Each line in the listing below that includes "HashSet" should be counted; give the total and nothing more.

____________

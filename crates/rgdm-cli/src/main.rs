//! Gravity model runs from the command line.
//!
//! # Usage
//!
//! ```bash
//! rgdm balance --config run.toml --output flows.csv
//! rgdm calibrate --config run.toml --output flows.csv --report report.json -v
//! ```

mod config;

use anyhow::{Context, Result};
use clap::{ArgAction, Parser, Subcommand};
use rgdm_calibrate::{Calibrator, ObservedTrips};
use rgdm_core::io::{read_friction_table, read_zone_totals, write_flows};
use rgdm_core::{distribute_sectors, Balancer, DeterrenceFunction, Exponential, FlowTable};
use std::fs::File;
use std::io::BufWriter;
use std::path::{Path, PathBuf};
use tracing::info;
use tracing_subscriber::EnvFilter;

use crate::config::{sector_output, RunConfig};

/// Doubly-constrained gravity model
#[derive(Parser, Debug)]
#[command(name = "rgdm")]
#[command(about = "Distribute trips between zones with a doubly-constrained gravity model")]
struct Args {
    #[command(subcommand)]
    command: Command,

    /// Increase log verbosity (-v debug, -vv trace). RUST_LOG overrides this.
    #[arg(short, long, action = ArgAction::Count, global = true)]
    verbose: u8,
}

#[derive(Subcommand, Debug)]
enum Command {
    /// Balance zone totals over a friction table
    Balance {
        /// TOML run file
        #[arg(short, long)]
        config: PathBuf,

        /// Output CSV; one file per sector when several are configured
        #[arg(short, long)]
        output: PathBuf,
    },
    /// Calibrate the deterrence decay against observed flows
    Calibrate {
        /// TOML run file
        #[arg(short, long)]
        config: PathBuf,

        /// Output CSV for the calibrated flows
        #[arg(short, long)]
        output: PathBuf,

        /// JSON report with the calibrated decay, diagnostics and history
        #[arg(long)]
        report: Option<PathBuf>,
    },
}

fn init_tracing(verbose: u8) {
    let level = match verbose {
        0 => "info",
        1 => "debug",
        _ => "trace",
    };
    tracing_subscriber::fmt()
        .with_env_filter(
            EnvFilter::try_from_default_env().unwrap_or_else(|_| EnvFilter::new(level)),
        )
        .with_writer(std::io::stderr)
        .with_target(false)
        .compact()
        .init();
}

fn open(path: &Path) -> Result<File> {
    File::open(path).with_context(|| format!("Failed to open {}", path.display()))
}

fn write_flow_file(path: &Path, flows: &FlowTable) -> Result<()> {
    let file =
        File::create(path).with_context(|| format!("Failed to create {}", path.display()))?;
    write_flows(BufWriter::new(file), flows)
        .with_context(|| format!("Failed to write flows to {}", path.display()))?;
    info!(path = %path.display(), records = flows.len(), "wrote flows");
    Ok(())
}

fn balance(config: &Path, output: &Path) -> Result<()> {
    let config = RunConfig::from_path(config)?;
    let zones = config.zones.context("Run file has no [zones] section")?;

    let sectors = read_zone_totals(open(&zones.path)?, &zones.columns)
        .with_context(|| format!("Failed to read zone totals from {}", zones.path.display()))?;
    let friction = read_friction_table(
        open(&config.friction.path)?,
        &config.friction.columns,
        config.deterrence.as_deref(),
    )
    .with_context(|| {
        format!(
            "Failed to read friction table from {}",
            config.friction.path.display()
        )
    })?;

    let balancer = Balancer::new(config.balancing)?;
    let results = distribute_sectors(&balancer, &sectors, &friction)?;

    let per_sector = results.len() > 1;
    for (sector, result) in &results {
        let path = if per_sector {
            sector_output(output, sector)
        } else {
            output.to_path_buf()
        };
        write_flow_file(&path, &result.flows)?;
        println!(
            "{}: {} iterations, converged = {}, error = {:.3e}",
            sector,
            result.convergence.iterations,
            result.convergence.converged,
            result.convergence.achieved_error
        );
    }
    Ok(())
}

fn calibrate(config: &Path, output: &Path, report: Option<&Path>) -> Result<()> {
    let config = RunConfig::from_path(config)?;
    config.friction.columns.ensure_observed()?;
    let family: Box<dyn DeterrenceFunction> = config
        .deterrence
        .unwrap_or_else(|| Box::new(Exponential::new(0.1)));

    let table = read_friction_table(
        open(&config.friction.path)?,
        &config.friction.columns,
        Some(family.as_ref()),
    )
    .with_context(|| {
        format!(
            "Failed to read observed trips from {}",
            config.friction.path.display()
        )
    })?;
    let observed = ObservedTrips::new(table)?;

    let calibrator = Calibrator::new(config.calibration)?;
    let result = calibrator.calibrate(&observed, family.as_ref())?;

    write_flow_file(output, &result.flows)?;
    if let Some(path) = report {
        let file =
            File::create(path).with_context(|| format!("Failed to create {}", path.display()))?;
        serde_json::to_writer_pretty(BufWriter::new(file), &result)
            .with_context(|| format!("Failed to write report to {}", path.display()))?;
    }

    println!(
        "decay = {:.6}, {} iterations, converged = {}, error = {:.3e}, coincidence ratio = {:.3}",
        result.decay,
        result.convergence.iterations,
        result.convergence.converged,
        result.convergence.achieved_error,
        result.coincidence_ratio
    );
    Ok(())
}

fn main() -> Result<()> {
    let args = Args::parse();
    init_tracing(args.verbose);

    match args.command {
        Command::Balance { config, output } => balance(&config, &output),
        Command::Calibrate {
            config,
            output,
            report,
        } => calibrate(&config, &output, report.as_deref()),
    }
}

#[cfg(test)]
mod tests {
    use super::*;
    use clap::CommandFactory;
    use rgdm_core::RGDMError;

    #[test]
    fn test_cli_definition() {
        Args::command().debug_assert();
    }

    #[test]
    fn test_parse_calibrate() {
        let args = Args::try_parse_from([
            "rgdm", "calibrate", "-c", "run.toml", "-o", "flows.csv", "--report", "r.json", "-vv",
        ])
        .unwrap();
        assert_eq!(args.verbose, 2);
        match args.command {
            Command::Calibrate { report, .. } => assert_eq!(report, Some(PathBuf::from("r.json"))),
            other => panic!("unexpected command {:?}", other),
        }
    }

    const ZONES: &str = "\
zone,work_o,work_d,shop_o,shop_d
a,10,15,5,5
b,20,15,5,5
";

    const SKIM: &str = "\
from,to,friction,minutes,trips
a,a,1.0,10,30
a,b,0.5,20,10
b,a,0.5,20,10
b,b,1.0,10,30
";

    /// Writes the input tables and a run file, returning the run file path.
    fn write_run(dir: &Path, run: &str) -> PathBuf {
        std::fs::write(dir.join("zones.csv"), ZONES).unwrap();
        std::fs::write(dir.join("skim.csv"), SKIM).unwrap();
        let path = dir.join("run.toml");
        std::fs::write(&path, run).unwrap();
        path
    }

    /// `(origin, destination, flow)` rows of a written flow file.
    fn read_flows(path: &Path) -> Vec<(String, String, f64)> {
        let text = std::fs::read_to_string(path).unwrap();
        let mut lines = text.lines();
        assert_eq!(lines.next(), Some("origin,destination,flow"));
        lines
            .map(|line| {
                let fields: Vec<&str> = line.split(',').collect();
                (
                    fields[0].to_string(),
                    fields[1].to_string(),
                    fields[2].parse().unwrap(),
                )
            })
            .collect()
    }

    const FRICTION: &str = r#"
[friction]
path = "skim.csv"
friction_origin_col = "from"
friction_dest_col = "to"
"#;

    #[test]
    fn test_balance_writes_one_file_per_sector() {
        let dir = tempfile::tempdir().unwrap();
        let run = format!(
            r#"
[zones]
path = "zones.csv"
zone_id = "zone"

[[zones.sectors]]
name = "work"
origin_total_col = "work_o"
dest_total_col = "work_d"

[[zones.sectors]]
name = "shop"
origin_total_col = "shop_o"
dest_total_col = "shop_d"
{}friction_value_col = "friction"

[balancing]
tolerance = 1e-8
"#,
            FRICTION
        );
        let config = write_run(dir.path(), &run);
        let output = dir.path().join("out").join("flows.csv");
        std::fs::create_dir(dir.path().join("out")).unwrap();

        balance(&config, &output).unwrap();

        assert!(!output.exists());
        let work = read_flows(&dir.path().join("out").join("flows_work.csv"));
        assert_eq!(work.len(), 4);
        let work_total: f64 = work.iter().map(|(_, _, flow)| flow).sum();
        assert!((work_total - 30.0).abs() < 1e-6);
        let a_row: f64 = work.iter().filter(|(o, _, _)| o == "a").map(|r| r.2).sum();
        assert!((a_row - 10.0).abs() < 1e-6);

        let shop = read_flows(&dir.path().join("out").join("flows_shop.csv"));
        // Symmetric totals and friction split each zone 2:1 between home and away
        assert!((shop[0].2 - 10.0 / 3.0).abs() < 1e-6);
    }

    #[test]
    fn test_balance_single_sector_and_missing_zones() {
        let dir = tempfile::tempdir().unwrap();
        let run = format!(
            r#"
[zones]
path = "zones.csv"
zone_id = "zone"
origin_total_col = "work_o"
dest_total_col = "work_d"
{}friction_value_col = "friction"
"#,
            FRICTION
        );
        let config = write_run(dir.path(), &run);
        let output = dir.path().join("flows.csv");
        balance(&config, &output).unwrap();
        assert_eq!(read_flows(&output).len(), 4);

        let config = write_run(
            dir.path(),
            &format!("{}friction_value_col = \"friction\"\n", FRICTION),
        );
        let err = balance(&config, &output).unwrap_err();
        assert!(err.to_string().contains("[zones]"));
    }

    #[test]
    fn test_calibrate_writes_flows_and_report() {
        let dir = tempfile::tempdir().unwrap();
        let run = format!(
            r#"{}travel_time_col = "minutes"
observed_flow_col = "trips"

[calibration]
calibration_tolerance = 0.01

[deterrence]
type = "Exponential"
beta = 0.5
"#,
            FRICTION
        );
        let config = write_run(dir.path(), &run);
        let output = dir.path().join("flows.csv");
        let report = dir.path().join("report.json");

        calibrate(&config, &output, Some(&report)).unwrap();

        let flows = read_flows(&output);
        assert_eq!(flows.len(), 4);
        let total: f64 = flows.iter().map(|r| r.2).sum();
        assert!((total - 80.0).abs() < 1e-4);

        let report: serde_json::Value =
            serde_json::from_str(&std::fs::read_to_string(&report).unwrap()).unwrap();
        assert_eq!(report["convergence"]["converged"], true);
        assert_eq!(report["deterrence"]["type"], "Exponential");
        assert_eq!(report["observed_mean_trip_length"], 12.5);
        let decay = report["decay"].as_f64().unwrap();
        assert!((decay - 3f64.ln() / 10.0).abs() < 0.01);
        assert!(!report["history"].as_array().unwrap().is_empty());
    }

    #[test]
    fn test_calibrate_requires_observed_columns() {
        let dir = tempfile::tempdir().unwrap();
        let config = write_run(
            dir.path(),
            &format!("{}travel_time_col = \"minutes\"\n", FRICTION),
        );
        let output = dir.path().join("flows.csv");

        let err = calibrate(&config, &output, None).unwrap_err();
        assert!(matches!(
            err.downcast_ref::<RGDMError>(),
            Some(RGDMError::MissingOption(option)) if option == "observed_flow_col"
        ));
        assert!(!output.exists());
    }
}
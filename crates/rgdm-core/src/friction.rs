//! Friction records: the set of reachable origin-destination pairs.

use crate::deterrence::DeterrenceFunction;
use crate::errors::{RGDMError, RGDMResult};
use crate::validation::ensure_nonnegative;
use crate::zone::ZoneId;
use serde::{Deserialize, Serialize};
use std::collections::HashSet;

/// One reachable ordered zone pair.
///
/// `travel_time` and `observed_flow` are optional and only read by the calibrator
/// and the trip statistics.
#[derive(Debug, Clone, PartialEq, Serialize, Deserialize)]
pub struct FrictionRecord {
    pub origin: ZoneId,
    pub destination: ZoneId,
    pub friction: f64,
    #[serde(default, skip_serializing_if = "Option::is_none")]
    pub travel_time: Option<f64>,
    #[serde(default, skip_serializing_if = "Option::is_none")]
    pub observed_flow: Option<f64>,
}

impl FrictionRecord {
    pub fn new(origin: impl Into<ZoneId>, destination: impl Into<ZoneId>, friction: f64) -> Self {
        Self {
            origin: origin.into(),
            destination: destination.into(),
            friction,
            travel_time: None,
            observed_flow: None,
        }
    }

    pub fn with_travel_time(mut self, travel_time: f64) -> Self {
        self.travel_time = Some(travel_time);
        self
    }

    pub fn with_observed_flow(mut self, observed_flow: f64) -> Self {
        self.observed_flow = Some(observed_flow);
        self
    }

    fn validate(&self) -> RGDMResult<()> {
        let context = format!("pair {} -> {}", self.origin, self.destination);
        ensure_nonnegative("friction", self.friction, &context)?;
        if let Some(t) = self.travel_time {
            ensure_nonnegative("travel_time", t, &context)?;
        }
        if let Some(flow) = self.observed_flow {
            ensure_nonnegative("observed_flow", flow, &context)?;
        }
        Ok(())
    }
}

/// Validated friction table.
///
/// Pairs are unique. Pairs without a record are unreachable and never
/// receive flow.
#[derive(Debug, Clone, Default, PartialEq, Serialize, Deserialize)]
#[serde(try_from = "Vec<FrictionRecord>", into = "Vec<FrictionRecord>")]
pub struct FrictionTable {
    records: Vec<FrictionRecord>,
}

impl FrictionTable {
    pub fn new(records: Vec<FrictionRecord>) -> RGDMResult<Self> {
        let mut seen = HashSet::with_capacity(records.len());
        for record in &records {
            record.validate()?;
            if !seen.insert((&record.origin, &record.destination)) {
                return Err(RGDMError::DuplicatePair {
                    origin: record.origin.to_string(),
                    destination: record.destination.to_string(),
                });
            }
        }
        Ok(Self { records })
    }

    /// Build a table from a dense row-major friction matrix over zones named `"0"`, `"1"`, ...
    ///
    /// Every cell becomes a record, including zeros.
    pub fn from_matrix(matrix: &[Vec<f64>]) -> RGDMResult<Self> {
        let records = matrix
            .iter()
            .enumerate()
            .flat_map(|(i, row)| {
                row.iter()
                    .enumerate()
                    .map(move |(j, &f)| FrictionRecord::new(i.to_string(), j.to_string(), f))
            })
            .collect();
        Self::new(records)
    }

    /// Recompute every friction value from the record's travel time.
    ///
    /// Fails if any record lacks a travel time.
    pub fn with_deterrence(&self, deterrence: &dyn DeterrenceFunction) -> RGDMResult<Self> {
        let records = self
            .records
            .iter()
            .map(|r| -> RGDMResult<FrictionRecord> {
                let t = r.travel_time.ok_or_else(|| RGDMError::InvalidValue {
                    field: "travel_time".to_string(),
                    value: "missing".to_string(),
                    context: format!("pair {} -> {}", r.origin, r.destination),
                })?;
                Ok(FrictionRecord {
                    friction: deterrence.evaluate(t),
                    ..r.clone()
                })
            })
            .collect::<RGDMResult<Vec<_>>>()?;
        Self::new(records)
    }

    pub fn records(&self) -> &[FrictionRecord] {
        &self.records
    }

    pub fn len(&self) -> usize {
        self.records.len()
    }

    pub fn is_empty(&self) -> bool {
        self.records.is_empty()
    }

    pub fn iter(&self) -> impl Iterator<Item = &FrictionRecord> {
        self.records.iter()
    }
}

impl TryFrom<Vec<FrictionRecord>> for FrictionTable {
    type Error = RGDMError;

    fn try_from(value: Vec<FrictionRecord>) -> Result<Self, Self::Error> {
        Self::new(value)
    }
}

impl From<FrictionTable> for Vec<FrictionRecord> {
    fn from(value: FrictionTable) -> Self {
        value.records
    }
}

#[cfg(test)]
mod tests {
    use super::*;
    use crate::deterrence::Exponential;
    use approx::assert_relative_eq;

    #[test]
    fn test_from_matrix() {
        let table = FrictionTable::from_matrix(&[vec![1.0, 0.5], vec![0.5, 1.0]]).unwrap();
        assert_eq!(table.len(), 4);
        let r = &table.records()[1];
        assert_eq!(r.origin.as_str(), "0");
        assert_eq!(r.destination.as_str(), "1");
        assert_eq!(r.friction, 0.5);
    }

    #[test]
    fn test_rejects_duplicates_and_negatives() {
        let dup = FrictionTable::new(vec![
            FrictionRecord::new("a", "b", 1.0),
            FrictionRecord::new("a", "b", 2.0),
        ]);
        assert!(matches!(dup, Err(RGDMError::DuplicatePair { .. })));

        // Reverse direction is a different pair
        assert!(FrictionTable::new(vec![
            FrictionRecord::new("a", "b", 1.0),
            FrictionRecord::new("b", "a", 1.0),
        ])
        .is_ok());

        let negative = FrictionTable::new(vec![FrictionRecord::new("a", "b", -0.1)]);
        assert!(matches!(negative, Err(RGDMError::InvalidValue { .. })));

        let bad_time =
            FrictionTable::new(vec![FrictionRecord::new("a", "b", 1.0).with_travel_time(-5.0)]);
        assert!(bad_time.is_err());
    }

    #[test]
    fn test_with_deterrence() {
        let table = FrictionTable::new(vec![
            FrictionRecord::new("a", "a", 0.0).with_travel_time(0.0),
            FrictionRecord::new("a", "b", 0.0)
                .with_travel_time(10.0)
                .with_observed_flow(4.0),
        ])
        .unwrap();

        let derived = table.with_deterrence(&Exponential::new(0.1)).unwrap();
        assert_eq!(derived.records()[0].friction, 1.0);
        assert_relative_eq!(derived.records()[1].friction, (-1.0f64).exp(), max_relative = 1e-12);
        assert_eq!(derived.records()[1].observed_flow, Some(4.0));

        let missing = FrictionTable::new(vec![FrictionRecord::new("a", "b", 1.0)]).unwrap();
        assert!(missing.with_deterrence(&Exponential::new(0.1)).is_err());
    }
}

____________

* [Result of this exercise]: 2